Records provided
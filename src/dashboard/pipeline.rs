use std::collections::BTreeMap;

use super::types::*;
use super::DashboardContext;
use crate::filters::{DashboardFilters, Quarter};
use crate::metrics::guardrails::{default_counter_offer, DEFAULT_JUSTIFICATION};
use crate::metrics::{
    bucket_forecast_with, discount_guardrail_label_with, discount_risk_with,
    recalculate_scenario_with, scenario_stage_defaults, ScenarioResult, StageProbabilities,
};
use crate::records::{ApprovalStatus, OpportunityStage};

const DEAL_DESK_ROWS: usize = 40;

pub fn pipeline_view(ctx: &DashboardContext<'_>, filters: &DashboardFilters) -> PipelineView {
    let data = ctx.dataset;
    let policy = ctx.policy;
    let quarter = ctx.quarter_context(filters.quarter);

    // The funnel counts every opportunity in the quarter, ignoring scope.
    let mut counts: BTreeMap<OpportunityStage, usize> = BTreeMap::new();
    for opp in data.opportunities.iter().filter(|o| quarter.contains(o.close_date)) {
        *counts.entry(opp.stage).or_default() += 1;
    }
    let mut funnel: Vec<(OpportunityStage, usize)> = counts.into_iter().collect();
    funnel.sort_by(|a, b| b.1.cmp(&a.1));

    let mut open_opps: Vec<_> = ctx
        .scoped_opportunities(filters, &quarter)
        .into_iter()
        .filter(|o| o.stage.is_open() && o.probability >= policy.forecast.upside_min)
        .collect();

    let scenario_defaults = scenario_stage_defaults(&open_opps);
    let buckets = bucket_forecast_with(&policy.forecast, &open_opps);

    open_opps.sort_by(|a, b| b.discount_requested.total_cmp(&a.discount_requested));
    let deal_desk = open_opps
        .iter()
        .take(DEAL_DESK_ROWS)
        .map(|opp| {
            let approval = data
                .discount_approvals
                .iter()
                .find(|a| a.opportunity_id == opp.id);
            let discount = opp.discount_requested;

            DealDeskRow {
                id: opp.id.clone(),
                deal: ctx.account_name(&opp.account_id),
                owner: ctx.owner_name(&opp.owner_ae_id),
                stage: opp.stage,
                amount: opp.amount,
                requested_discount: discount,
                guardrail: discount_guardrail_label_with(&policy.guardrails, discount),
                justification: approval
                    .and_then(|a| a.justification.clone())
                    .unwrap_or_else(|| DEFAULT_JUSTIFICATION.to_string()),
                risk: discount_risk_with(&policy.guardrails, discount),
                approval_status: approval
                    .map(|a| a.approval_status)
                    .unwrap_or(ApprovalStatus::Pending),
                recommended_counter: approval
                    .and_then(|a| a.recommended_counter.clone())
                    .unwrap_or_else(|| default_counter_offer(&policy.guardrails, discount).to_string()),
            }
        })
        .collect();

    PipelineView {
        quarter_key: quarter.key,
        funnel: funnel
            .into_iter()
            .map(|(stage, count)| FunnelRow {
                stage: stage.label(),
                count,
            })
            .collect(),
        scenario_defaults,
        scenario_base: ScenarioBase {
            commit: buckets.commit,
            best_case: buckets.best_case,
            upside: buckets.upside,
        },
        deal_desk,
    }
}

/// Forecast for every open opportunity closing in `quarter`, regardless of
/// filter scope, with `overrides` applied per stage.
pub fn recalculate_pipeline_scenario(
    ctx: &DashboardContext<'_>,
    quarter: Quarter,
    overrides: &StageProbabilities,
) -> ScenarioResult {
    let quarter = ctx.quarter_context(quarter);
    let opps: Vec<_> = ctx
        .dataset
        .opportunities
        .iter()
        .filter(|o| quarter.contains(o.close_date) && o.stage.is_open())
        .collect();
    log::debug!(
        "Recalculating {} with {} open opportunities and {} overrides",
        quarter,
        opps.len(),
        overrides.len()
    );
    recalculate_scenario_with(&ctx.policy.forecast, &opps, overrides)
}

Task requirements
Search the records for the word "ApprovalStatus" and copy every line where it occurs.

Answer for the task
use crate::records::{ApprovalStatus, OpportunityStage};
                    .unwrap_or(ApprovalStatus::Pending),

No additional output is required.